Aim of the task:
From the line with "pub fn raw_frame(b0: u8, payload: &[u8], mask: Option<[u8;" to the line with "impl FrameCallback for", retype every line exactly, including those two, and leave out the rest of the data below.

#### Records shown ####

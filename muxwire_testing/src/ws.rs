//! WebSocket frame builders and a recording callback.

use bytes::{BufMut, Bytes};
use muxwire::ws::{FrameCallback, Message, protocol};

/// Encode one frame with first byte `b0`. With `mask` set the mask bit is
/// raised and the payload masked from offset zero.
///
/// Unlike [`WebSocketWriter`](muxwire::ws::WebSocketWriter) this accepts any
/// first byte, including reserved bits and unknown opcodes.
pub fn raw_frame(b0: u8, payload: &[u8], mask: Option<[u8; 4]>) -> Vec<u8> {
    let mut out = Vec::with_capacity(payload.len() + 14);
    out.put_u8(b0);
    let mask_bit = if mask.is_some() { protocol::B1_FLAG_MASK } else { 0 };
    match u16::try_from(payload.len()) {
        Ok(len @ 0..=125) => out.put_u8(mask_bit | len as u8),
        Ok(len) => {
            out.put_u8(mask_bit | protocol::PAYLOAD_SHORT);
            out.put_u16(len);
        }
        Err(_) => {
            out.put_u8(mask_bit | protocol::PAYLOAD_LONG);
            out.put_u64(payload.len() as u64);
        }
    }
    let start = out.len() + if mask.is_some() { 4 } else { 0 };
    if let Some(key) = mask {
        out.put_slice(&key);
    }
    out.put_slice(payload);
    if let Some(key) = mask {
        protocol::toggle_mask(&mut out[start..], key, 0);
    }
    out
}

/// A final text frame.
pub fn text(text: &str, mask: Option<[u8; 4]>) -> Vec<u8> {
    raw_frame(protocol::B0_FLAG_FIN | protocol::OPCODE_TEXT, text.as_bytes(), mask)
}

/// A final binary frame.
pub fn binary(data: &[u8], mask: Option<[u8; 4]>) -> Vec<u8> {
    raw_frame(protocol::B0_FLAG_FIN | protocol::OPCODE_BINARY, data, mask)
}

/// A ping.
pub fn ping(payload: &[u8], mask: Option<[u8; 4]>) -> Vec<u8> {
    raw_frame(protocol::B0_FLAG_FIN | protocol::OPCODE_CONTROL_PING, payload, mask)
}

/// A close frame with `code` and `reason`, or an empty one for `None`.
pub fn close(code: Option<u16>, reason: &str, mask: Option<[u8; 4]>) -> Vec<u8> {
    let mut payload = Vec::new();
    if let Some(code) = code {
        payload.put_u16(code);
        payload.put_slice(reason.as_bytes());
    }
    raw_frame(protocol::B0_FLAG_FIN | protocol::OPCODE_CONTROL_CLOSE, &payload, mask)
}

/// What a [`Recorder`] saw.
#[derive(Clone, Debug, PartialEq, Eq)]
pub enum WsEvent {
    Message(Message),
    Ping(Bytes),
    Pong(Bytes),
    Close(u16, String),
}

/// Records every callback in order.
#[derive(Debug, Default)]
pub struct Recorder {
    pub events: Vec<WsEvent>,
}

impl FrameCallback for Recorder {
    fn on_message(&mut self, message: Message) { self.events.push(WsEvent::Message(message)); }

    fn on_ping(&mut self, payload: Bytes) { self.events.push(WsEvent::Ping(payload)); }

    fn on_pong(&mut self, payload: Bytes) { self.events.push(WsEvent::Pong(payload)); }

    fn on_close(&mut self, code: u16, reason: String) { self.events.push(WsEvent::Close(code, reason)); }
}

####

Task response:
pub fn raw_frame(b0: u8, payload: &[u8], mask: Option<[u8; 4]>) -> Vec<u8> {
    let mut out = Vec::with_capacity(payload.len() + 14);
    out.put_u8(b0);
    let mask_bit = if mask.is_some() { protocol::B1_FLAG_MASK } else { 0 };
    match u16::try_from(payload.len()) {
        Ok(len @ 0..=125) => out.put_u8(mask_bit | len as u8),
        Ok(len) => {
            out.put_u8(mask_bit | protocol::PAYLOAD_SHORT);
            out.put_u16(len);
        }
        Err(_) => {
            out.put_u8(mask_bit | protocol::PAYLOAD_LONG);
            out.put_u64(payload.len() as u64);
        }
    }
    let start = out.len() + if mask.is_some() { 4 } else { 0 };
    if let Some(key) = mask {
        out.put_slice(&key);
    }
    out.put_slice(payload);
    if let Some(key) = mask {
        protocol::toggle_mask(&mut out[start..], key, 0);
    }
    out
}

/// A final text frame.
pub fn text(text: &str, mask: Option<[u8; 4]>) -> Vec<u8> {
    raw_frame(protocol::B0_FLAG_FIN | protocol::OPCODE_TEXT, text.as_bytes(), mask)
}

/// A final binary frame.
pub fn binary(data: &[u8], mask: Option<[u8; 4]>) -> Vec<u8> {
    raw_frame(protocol::B0_FLAG_FIN | protocol::OPCODE_BINARY, data, mask)
}

/// A ping.
pub fn ping(payload: &[u8], mask: Option<[u8; 4]>) -> Vec<u8> {
    raw_frame(protocol::B0_FLAG_FIN | protocol::OPCODE_CONTROL_PING, payload, mask)
}

/// A close frame with `code` and `reason`, or an empty one for `None`.
pub fn close(code: Option<u16>, reason: &str, mask: Option<[u8; 4]>) -> Vec<u8> {
    let mut payload = Vec::new();
    if let Some(code) = code {
        payload.put_u16(code);
        payload.put_slice(reason.as_bytes());
    }
    raw_frame(protocol::B0_FLAG_FIN | protocol::OPCODE_CONTROL_CLOSE, &payload, mask)
}

/// What a [`Recorder`] saw.
#[derive(Clone, Debug, PartialEq, Eq)]
pub enum WsEvent {
    Message(Message),
    Ping(Bytes),
    Pong(Bytes),
    Close(u16, String),
}

/// Records every callback in order.
#[derive(Debug, Default)]
pub struct Recorder {
    pub events: Vec<WsEvent>,
}

impl FrameCallback for Recorder {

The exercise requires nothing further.